▸ Records provided:
————

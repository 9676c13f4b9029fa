//! Per-frame batching statistics

/// Counters for one [`SpriteBatcher::draw`](super::SpriteBatcher::draw) call
#[derive(Debug, Clone, Copy, Default, PartialEq, Eq)]
pub struct FrameStats {
    /// Programs made current
    pub programs_bound: u32,
    /// Real textures bound (untextured buckets do not count)
    pub textures_bound: u32,
    /// Quads drawn
    pub draw_calls: u32,
    /// Drawables whose model/MVP matrices were rebuilt
    pub matrices_recomputed: u32,
    /// Whether the camera was refreshed this frame
    pub camera_refreshed: bool,
    /// Dropped drawables skipped during traversal
    pub orphaned: u32,
}

impl FrameStats {
    /// Average quads drawn per bound program
    pub fn avg_draws_per_program(&self) -> f32 {
        if self.programs_bound == 0 {
            0.0
        } else {
            self.draw_calls as f32 / self.programs_bound as f32
        }
    }

    /// Fold another frame's counts into this one
    pub fn accumulate(&mut self, other: &FrameStats) {
        self.programs_bound += other.programs_bound;
        self.textures_bound += other.textures_bound;
        self.draw_calls += other.draw_calls;
        self.matrices_recomputed += other.matrices_recomputed;
        self.camera_refreshed |= other.camera_refreshed;
        self.orphaned += other.orphaned;
    }
}

#[cfg(test)]
mod tests {
    use super::*;

    #[test]
    fn test_avg_draws_per_program() {
        let stats = FrameStats { programs_bound: 2, draw_calls: 7, ..Default::default() };
        assert_eq!(stats.avg_draws_per_program(), 3.5);
        assert_eq!(FrameStats::default().avg_draws_per_program(), 0.0);
    }

    #[test]
    fn test_accumulate() {
        let mut total = FrameStats::default();
        total.accumulate(&FrameStats { draw_calls: 3, camera_refreshed: true, ..Default::default() });
        total.accumulate(&FrameStats { draw_calls: 2, orphaned: 1, ..Default::default() });

        assert_eq!(total.draw_calls, 5);
        assert_eq!(total.orphaned, 1);
        assert!(total.camera_refreshed);
    }
}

————

Using the entries above, give again exactly the lines from the line holding "pub fn avg_draws_per_program(&self)" through the line holding "into this one". Include both end lines and nothing else.

    pub fn avg_draws_per_program(&self) -> f32 {
        if self.programs_bound == 0 {
            0.0
        } else {
            self.draw_calls as f32 / self.programs_bound as f32
        }
    }

    /// Fold another frame's counts into this one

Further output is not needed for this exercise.